Generally speaking, the higher your credit score, the better off you are when it comes to getting a loan.
FICO scores, the most popular scoring model, range from 300 to 850. A “good” score generally is above 670, a “very good” score is over 740 and anything above 800 is considered “exceptional.”
Once you reach that 800 threshold, you’re highly likely to be approved for a loan and can qualify for the lowest interest rate, according to Matt Schulz, LendingTree’s chief credit analyst.
There’s no doubt consumers are turning to credit cards as they have a harder time keeping up with their expenses and there are a lot of factors at play, he added, including inflation. But exceptional credit is largely based on how well you manage debt and for how long.
Earning an 800-plus credit score isn’t easy, he said, but “it’s definitely attainable.”
Although that is considered “good,” an “exceptional” score can unlock even better terms, potentially saving thousands of dollars in interest charges.
For example, borrowers with a credit score between 800 and 850 could lock in a 30-year fixed mortgage rate of 6.13%, but it jumps to 6.36% for credit scores between 700 and 750. On a $350,000 loan, paying the higher rate adds up to an extra $19,000, according to data from LendingTree.

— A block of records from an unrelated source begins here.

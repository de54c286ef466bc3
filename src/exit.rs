//! Exit controller and startup diagnostics.
//!
//! The exit controller is the only place that decides the process outcome.
//! The first terminal request wins; anything after it is ignored, so an
//! invocation can never report success and then an error (or the reverse).

use crate::engine::Engine;
use crate::exit_codes;

/// Shown when a failure carries no message and nothing was buffered.
pub const UNEXPECTED_ERROR_MESSAGE: &str =
    "Application has been terminated due to unexpected error.";

/// Terminal decision produced by a phase.
#[derive(Debug, Clone, PartialEq, Eq)]
pub enum ExitRequest {
    /// Normal completion, optionally printing a notice to stdout.
    Success { notice: Option<String> },
    /// Abort. An empty message falls back to the startup error buffer.
    Failure { message: String },
}

impl ExitRequest {
    pub fn success() -> Self {
        Self::Success { notice: None }
    }

    pub fn success_with(notice: impl Into<String>) -> Self {
        Self::Success {
            notice: Some(notice.into()),
        }
    }

    pub fn failure(message: impl Into<String>) -> Self {
        Self::Failure {
            message: message.into(),
        }
    }
}

/// Error text collected before the event loop is running.
#[derive(Debug, Clone, Default, PartialEq, Eq)]
pub struct StartupErrors {
    lines: Vec<String>,
}

impl StartupErrors {
    pub fn push(&mut self, message: impl Into<String>) {
        let message = message.into();
        if !message.trim().is_empty() {
            self.lines.push(message);
        }
    }

    pub fn is_empty(&self) -> bool {
        self.lines.is_empty()
    }

    /// Buffered text, one entry per line.
    pub fn text(&self) -> String {
        self.lines.join("\n")
    }
}

/// Final result of an invocation.
#[derive(Debug, Clone, PartialEq, Eq)]
pub struct Outcome {
    pub exit_code: i32,
    /// Diagnostic for stderr, if any.
    pub message: Option<String>,
}

impl Outcome {
    pub fn is_success(&self) -> bool {
        self.exit_code == exit_codes::SUCCESS
    }

    /// Print the diagnostic, if any, to stderr.
    pub fn report(&self) {
        if let Some(message) = &self.message {
            eprintln!("\n{}\n", message);
        }
    }
}

/// Single authority for the process exit code.
#[derive(Debug)]
pub struct ExitController {
    outcome: Option<Outcome>,
    startup_errors: StartupErrors,
    surface_fallback: bool,
    /// Whether `error!` output reaches stderr.
    error_log_active: bool,
}

impl Default for ExitController {
    fn default() -> Self {
        Self::new()
    }
}

impl ExitController {
    /// Controller using the platform's fallback policy.
    ///
    /// Windows always surfaces the fallback message. Elsewhere it is left to
    /// the error log on stderr once [`Self::set_error_log_active`] says that
    /// log is live; until then it is surfaced too.
    pub fn new() -> Self {
        Self::with_fallback(cfg!(windows))
    }

    pub fn with_fallback(surface_fallback: bool) -> Self {
        Self {
            outcome: None,
            startup_errors: StartupErrors::default(),
            surface_fallback,
            error_log_active: false,
        }
    }

    /// Record whether errors are written to the log on stderr.
    pub fn set_error_log_active(&mut self, active: bool) {
        self.error_log_active = active;
    }

    pub fn startup_errors_mut(&mut self) -> &mut StartupErrors {
        &mut self.startup_errors
    }

    pub fn is_terminated(&self) -> bool {
        self.outcome.is_some()
    }

    /// Apply a terminal request. Returns `false` if one was already applied.
    pub fn terminate(&mut self, engine: &mut dyn Engine, request: ExitRequest) -> bool {
        match request {
            ExitRequest::Success { .. } => self.success_exit(engine),
            ExitRequest::Failure { message } => self.error_exit(engine, &message),
        }
    }

    /// Shut down the engine and exit with success.
    pub fn success_exit(&mut self, engine: &mut dyn Engine) -> bool {
        if self.already_terminated("success") {
            return false;
        }
        engine.exit();
        tracing::debug!("exiting with success");
        self.outcome = Some(Outcome {
            exit_code: exit_codes::SUCCESS,
            message: None,
        });
        true
    }

    /// Shut down the engine and exit with failure.
    ///
    /// The engine is stopped before the exit code is set so any open session
    /// closes first.
    pub fn error_exit(&mut self, engine: &mut dyn Engine, message: &str) -> bool {
        if self.already_terminated("error") {
            return false;
        }
        engine.exit();

        let message = if message.is_empty() {
            let fallback = if self.startup_errors.is_empty() {
                UNEXPECTED_ERROR_MESSAGE.to_string()
            } else {
                self.startup_errors.text()
            };
            tracing::error!("{}", fallback);
            (self.surface_fallback || !self.error_log_active).then_some(fallback)
        } else {
            tracing::debug!(message, "exiting with failure");
            Some(message.to_string())
        };

        self.outcome = Some(Outcome {
            exit_code: exit_codes::FAILURE,
            message,
        });
        true
    }

    /// The decided outcome; a controller that never terminated reports an
    /// unexpected error.
    pub fn into_outcome(mut self, engine: &mut dyn Engine) -> Outcome {
        if self.outcome.is_none() {
            self.error_exit(engine, "");
        }
        self.outcome.unwrap_or(Outcome {
            exit_code: exit_codes::FAILURE,
            message: None,
        })
    }

    fn already_terminated(&self, kind: &str) -> bool {
        if self.outcome.is_some() {
            tracing::debug!(kind, "exit already decided, ignoring");
            true
        } else {
            false
        }
    }
}

#[cfg(test)]
mod tests {
    use super::*;
    use crate::engine::HeadlessEngine;

    #[test]
    fn success_exit_stops_engine_with_zero() {
        let mut engine = HeadlessEngine::new();
        let mut exit = ExitController::new();

        assert!(exit.success_exit(&mut engine));
        assert!(engine.is_exiting());

        let outcome = exit.into_outcome(&mut engine);
        assert!(outcome.is_success());
        assert_eq!(outcome.message, None);
    }

    #[test]
    fn error_exit_keeps_message() {
        let mut engine = HeadlessEngine::new();
        let mut exit = ExitController::new();

        exit.error_exit(&mut engine, "No command found");

        assert!(engine.is_exiting());
        let outcome = exit.into_outcome(&mut engine);
        assert_eq!(outcome.exit_code, exit_codes::FAILURE);
        assert_eq!(outcome.message.as_deref(), Some("No command found"));
    }

    #[test]
    fn first_terminal_request_wins() {
        let mut engine = HeadlessEngine::new();
        let mut exit = ExitController::new();

        assert!(exit.terminate(&mut engine, ExitRequest::success()));
        assert!(!exit.terminate(&mut engine, ExitRequest::failure("late error")));

        assert!(exit.into_outcome(&mut engine).is_success());
    }

    #[test]
    fn error_then_success_stays_failed() {
        let mut engine = HeadlessEngine::new();
        let mut exit = ExitController::new();

        exit.error_exit(&mut engine, "boom");
        assert!(!exit.success_exit(&mut engine));

        let outcome = exit.into_outcome(&mut engine);
        assert_eq!(outcome.exit_code, exit_codes::FAILURE);
        assert_eq!(outcome.message.as_deref(), Some("boom"));
    }

    #[test]
    fn empty_message_falls_back_to_startup_errors() {
        let mut engine = HeadlessEngine::new();
        let mut exit = ExitController::with_fallback(true);
        exit.startup_errors_mut().push("config unreadable");
        exit.startup_errors_mut().push("   ");
        exit.startup_errors_mut().push("data dir missing");

        exit.error_exit(&mut engine, "");

        let outcome = exit.into_outcome(&mut engine);
        assert_eq!(
            outcome.message.as_deref(),
            Some("config unreadable\ndata dir missing")
        );
    }

    #[test]
    fn empty_message_without_buffer_uses_generic_text() {
        let mut engine = HeadlessEngine::new();
        let mut exit = ExitController::with_fallback(true);

        exit.error_exit(&mut engine, "");

        let outcome = exit.into_outcome(&mut engine);
        assert_eq!(outcome.message.as_deref(), Some(UNEXPECTED_ERROR_MESSAGE));
    }

    #[test]
    fn fallback_is_suppressed_when_platform_double_reports() {
        let mut engine = HeadlessEngine::new();
        let mut exit = ExitController::with_fallback(false);
        exit.set_error_log_active(true);
        exit.startup_errors_mut().push("already logged");

        exit.error_exit(&mut engine, "");

        let outcome = exit.into_outcome(&mut engine);
        assert_eq!(outcome.exit_code, exit_codes::FAILURE);
        assert_eq!(outcome.message, None);
    }

    #[test]
    fn fallback_is_surfaced_while_error_log_is_inactive() {
        let mut engine = HeadlessEngine::new();
        let mut exit = ExitController::with_fallback(false);
        exit.startup_errors_mut().push("engine failed to start");

        exit.error_exit(&mut engine, "");

        let outcome = exit.into_outcome(&mut engine);
        assert_eq!(outcome.exit_code, exit_codes::FAILURE);
        assert_eq!(outcome.message.as_deref(), Some("engine failed to start"));
    }

    #[test]
    fn undecided_controller_reports_failure() {
        let mut engine = HeadlessEngine::new();
        let outcome = ExitController::with_fallback(true).into_outcome(&mut engine);

        assert_eq!(outcome.exit_code, exit_codes::FAILURE);
        assert!(engine.is_exiting());
    }
}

Here’s a breakdown of four factors that play into your credit score, and ways you can improve that number.
1. On-time payments
The best way to get your credit score over 800 comes down to paying your bills on time every month, even if it is making the minimum payment due. According to LendingTree’s analysis of 100,000 credit reports, 100% of borrowers with a credit score of 800 or higher paid their bills on time, every time.
Prompt payments are the single most important factor, making up roughly 35% of a credit score.
To get there, set up autopay or reminders so you’re never late, Schulz advised.
2. Amounts owed
From mortgages to car payments, having an exceptional score doesn’t mean zero debt but rather a proven track record of managing a mix of outstanding loans. In fact, consumers with the highest scores owe an average of $150,270, including mortgages, LendingTree found.
The total amount of credit and loans you’re using compared to your total credit limit, also known as your utilization rate, is the second most important aspect of a great credit score — accounting for about 30%.
As a general rule, it’s important to keep revolving debt below 30% of available credit to limit the effect that high balances can have. However, the average utilization ratio for those with credit scores of 800 or higher was just 6.1%, according to LendingTree.
“While the best way to improve it is to reduce your debt, you can change the other side of the equation, too, by asking for a higher credit limit,” Schulz said.
3. Credit history
Having a longer credit history also helps boost your score because it gives lenders a better look at your background when it comes to repayments.
The length of your credit history is the third most important factor in a credit score, making up about 15%.
Keeping accounts open and in good standing as well as limiting new credit card inquiries will work to your advantage. “Lenders want to see that you’ve been responsible for a long time,” Schulz said. “I always compare it to a kid borrowing the keys to the car.”
4. Types of accounts and credit activity
Having a diversified mix of accounts but also limiting the number of new accounts you open will further help improve your score, since each make up about 10% of your total.
“Your credit mix should involve more than just having multiple credit cards,” Schulz said. “The ideal credit mix is a blend of installment loans, such as auto loans, student loans and mortgages, with revolving credit, such as bank credit cards.”
“However, it’s very, very important to know that you shouldn’t take out a new loan just to help your credit mix,” he added. “Debt is a really serious thing and should only be taken on as needed.”